### [What you have to do]
Wherever "PatientInsurance" appears in a line of the listing, report that line.

### [Provided data]
use std::collections::HashMap;
use std::sync::Arc;

use async_trait::async_trait;
use chrono::NaiveDate;
use insurance_service::{
    ClaimStatus, ClaimSummary, ClaimTarget, ClaimTx, CoveragePlan, Encounter, EncounterLinks, InsuranceClaim,
    InsuranceError, InsuranceResult, PatientInsurance, ServiceCategory,
};
use rust_decimal::Decimal;
use tokio::sync::{Mutex, OwnedMutexGuard};
use uuid::Uuid;

use super::{SettlementStore, SettlementTx};
use crate::error::{BillingError, BillingResult};
use crate::models::{Admission, Order, OrderRef, TransactionRecord, Wallet};

#[derive(Debug, Clone, Default)]
struct State {
    plans: HashMap<Uuid, CoveragePlan>,
    insurances: HashMap<Uuid, PatientInsurance>,
    claims: HashMap<Uuid, InsuranceClaim>,
    summaries: HashMap<Uuid, ClaimSummary>,
    orders: HashMap<ClaimTarget, Order>,
    admissions: HashMap<Uuid, Admission>,
    wallets: HashMap<Uuid, Wallet>,
    transactions: Vec<TransactionRecord>,
    next_sequence: i64,
}

/// In-process store
///
/// One transaction at a time: `begin` waits for the state lock and holds it
/// until the transaction is committed or dropped, so concurrent settlements
/// are fully serialized. Writes go to a private copy that `commit` publishes.
///
/// The read helpers take the same lock; do not call them while holding an
/// open transaction on the same task.
#[derive(Debug, Clone, Default)]
pub struct MemorySettlementStore {
    state: Arc<Mutex<State>>,
}

impl MemorySettlementStore {
    pub fn new() -> Self {
        Self::default()
    }

    pub async fn add_coverage_plan(&self, plan: CoveragePlan) {
        self.state.lock().await.plans.insert(plan.id, plan);
    }

    pub async fn add_patient_insurance(&self, insurance: PatientInsurance) {
        self.state.lock().await.insurances.insert(insurance.id, insurance);
    }

    pub async fn add_admission(&self, admission: Admission) {
        self.state.lock().await.admissions.insert(admission.id, admission);
    }

    pub async fn add_wallet(&self, wallet: Wallet) {
        self.state.lock().await.wallets.insert(wallet.patient_id, wallet);
    }

    pub async fn admission(&self, admission_id: Uuid) -> Option<Admission> {
        self.state.lock().await.admissions.get(&admission_id).cloned()
    }

    pub async fn wallet(&self, patient_id: Uuid) -> Option<Wallet> {
        self.state.lock().await.wallets.get(&patient_id).cloned()
    }

    pub async fn order(&self, target: &ClaimTarget) -> Option<Order> {
        self.state.lock().await.orders.get(target).cloned()
    }

    pub async fn claim(&self, claim_id: Uuid) -> Option<InsuranceClaim> {
        self.state.lock().await.claims.get(&claim_id).cloned()
    }

    pub async fn claims(&self) -> Vec<InsuranceClaim> {
        self.state.lock().await.claims.values().cloned().collect()
    }

    pub async fn summaries(&self) -> Vec<ClaimSummary> {
        self.state.lock().await.summaries.values().cloned().collect()
    }

    pub async fn transactions(&self) -> Vec<TransactionRecord> {
        self.state.lock().await.transactions.clone()
    }
}

#[async_trait]
impl SettlementStore for MemorySettlementStore {
    type Tx = MemoryTx;

    async fn begin(&self) -> BillingResult<MemoryTx> {
        let guard = Arc::clone(&self.state).lock_owned().await;
        let work = guard.clone();
        Ok(MemoryTx { guard, work })
    }

    async fn commit(&self, tx: MemoryTx) -> BillingResult<()> {
        let MemoryTx { mut guard, work } = tx;
        *guard = work;
        Ok(())
    }
}

/// Open transaction on a [`MemorySettlementStore`]
pub struct MemoryTx {
    guard: OwnedMutexGuard<State>,
    work: State,
}

#[async_trait]
impl ClaimTx for MemoryTx {
    async fn active_insurance(&mut self, patient_id: Uuid, on: NaiveDate) -> InsuranceResult<Option<PatientInsurance>> {
        Ok(self
            .work
            .insurances
            .values()
            .filter(|i| i.patient_id == patient_id && i.is_valid_on(on))
            .max_by_key(|i| i.valid_from)
            .cloned())
    }

    async fn coverage_plan(&mut self, plan_id: Uuid) -> InsuranceResult<Option<CoveragePlan>> {
        Ok(self.work.plans.get(&plan_id).cloned())
    }

    async fn covered_in_period(
        &mut self,
        patient_insurance_id: Uuid,
        category: ServiceCategory,
        from: NaiveDate,
        to: NaiveDate,
    ) -> InsuranceResult<Decimal> {
        Ok(self
            .work
            .claims
            .values()
            .filter(|c| {
                c.patient_insurance_id == patient_insurance_id
                    && c.target.category() == category
                    && c.status != ClaimStatus::Rejected
                    && (from..=to).contains(&c.service_date)
            })
            .map(|c| c.covered_amount)
            .sum())
    }

    async fn claim_for_target(&mut self, target: &ClaimTarget) -> InsuranceResult<Option<InsuranceClaim>> {
        Ok(self.work.claims.values().find(|c| c.target == *target).cloned())
    }

    async fn insert_claim(&mut self, claim: &InsuranceClaim) -> InsuranceResult<()> {
        if self.work.claims.values().any(|c| c.claim_number == claim.claim_number) {
            return Err(InsuranceError::DuplicateClaimNumber(claim.claim_number.clone()));
        }
        if let Some(existing) = self.work.claims.values().find(|c| c.target == claim.target) {
            return Err(InsuranceError::DuplicateClaim {
                claim_number: existing.claim_number.clone(),
            });
        }
        self.work.claims.insert(claim.id, claim.clone());
        Ok(())
    }

    async fn lock_claim(&mut self, claim_id: Uuid) -> InsuranceResult<Option<InsuranceClaim>> {
        Ok(self.work.claims.get(&claim_id).cloned())
    }

    async fn update_claim(&mut self, claim: &InsuranceClaim) -> InsuranceResult<()> {
        match self.work.claims.get_mut(&claim.id) {
            Some(stored) => {
                *stored = claim.clone();
                Ok(())
            }
            None => Err(InsuranceError::ClaimNotFound(claim.id)),
        }
    }

    async fn delete_claim(&mut self, claim_id: Uuid) -> InsuranceResult<()> {
        self.work.claims.remove(&claim_id);
        Ok(())
    }

    async fn encounter_links(&mut self, target: &ClaimTarget) -> InsuranceResult<Option<EncounterLinks>> {
        Ok(self.work.orders.get(target).map(|o| o.order.links))
    }

    async fn find_or_create_summary(
        &mut self,
        encounter: &Encounter,
        patient_insurance_id: Uuid,
    ) -> InsuranceResult<ClaimSummary> {
        let existing = self
            .work
            .summaries
            .values()
            .find(|s| s.encounter == *encounter && s.patient_insurance_id == patient_insurance_id);
        if let Some(summary) = existing {
            return Ok(summary.clone());
        }

        let summary = ClaimSummary::new(*encounter, patient_insurance_id);
        self.work.summaries.insert(summary.id, summary.clone());
        Ok(summary)
    }

    async fn lock_summary(&mut self, summary_id: Uuid) -> InsuranceResult<Option<ClaimSummary>> {
        Ok(self.work.summaries.get(&summary_id).cloned())
    }

    async fn summary_claims(&mut self, summary_id: Uuid) -> InsuranceResult<Vec<InsuranceClaim>> {
        let mut claims: Vec<_> = self
            .work
            .claims
            .values()
            .filter(|c| c.summary_id == Some(summary_id))
            .cloned()
            .collect();
        claims.sort_by_key(|c| c.created_at);
        Ok(claims)
    }

    async fn update_summary(&mut self, summary: &ClaimSummary) -> InsuranceResult<()> {
        self.work.summaries.insert(summary.id, summary.clone());
        Ok(())
    }

    async fn delete_summary(&mut self, summary_id: Uuid) -> InsuranceResult<()> {
        self.work.summaries.remove(&summary_id);
        Ok(())
    }
}

#[async_trait]
impl SettlementTx for MemoryTx {
    async fn insert_order(&mut self, order: &OrderRef) -> BillingResult<Order> {
        if self.work.orders.contains_key(&order.target) {
            return Err(BillingError::DuplicateOrder(order.id()));
        }
        self.work.next_sequence += 1;
        let stored = Order::pending(order.clone(), self.work.next_sequence);
        self.work.orders.insert(order.target, stored.clone());
        Ok(stored)
    }

    async fn find_order(&mut self, target: &ClaimTarget) -> BillingResult<Option<Order>> {
        Ok(self.work.orders.get(target).cloned())
    }

    async fn lock_order(&mut self, target: &ClaimTarget) -> BillingResult<Option<Order>> {
        Ok(self.work.orders.get(target).cloned())
    }

    async fn update_order(&mut self, order: &Order) -> BillingResult<()> {
        self.work.orders.insert(order.order.target, order.clone());
        Ok(())
    }

    async fn pending_admission_orders(&mut self, admission_id: Uuid) -> BillingResult<Vec<Order>> {
        Ok(self
            .work
            .orders
            .values()
            .filter(|o| o.is_pending() && o.order.links.admission_id == Some(admission_id))
            .cloned()
            .collect())
    }

    async fn lock_admission(&mut self, admission_id: Uuid) -> BillingResult<Option<Admission>> {
        Ok(self.work.admissions.get(&admission_id).cloned())
    }

    async fn update_admission(&mut self, admission: &Admission) -> BillingResult<()> {
        self.work.admissions.insert(admission.id, admission.clone());
        Ok(())
    }

    async fn lock_wallet(&mut self, patient_id: Uuid) -> BillingResult<Wallet> {
        Ok(self
            .work
            .wallets
            .entry(patient_id)
            .or_insert_with(|| Wallet::new(patient_id, Decimal::ZERO))
            .clone())
    }

    async fn update_wallet(&mut self, wallet: &Wallet) -> BillingResult<()> {
        self.work.wallets.insert(wallet.patient_id, wallet.clone());
        Ok(())
    }

    async fn insert_transaction(&mut self, record: &TransactionRecord) -> BillingResult<()> {
        self.work.transactions.push(record.clone());
        Ok(())
    }
}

### [Written reply]
    InsuranceError, InsuranceResult, PatientInsurance, ServiceCategory,
    insurances: HashMap<Uuid, PatientInsurance>,
    pub async fn add_patient_insurance(&self, insurance: PatientInsurance) {
    async fn active_insurance(&mut self, patient_id: Uuid, on: NaiveDate) -> InsuranceResult<Option<PatientInsurance>> {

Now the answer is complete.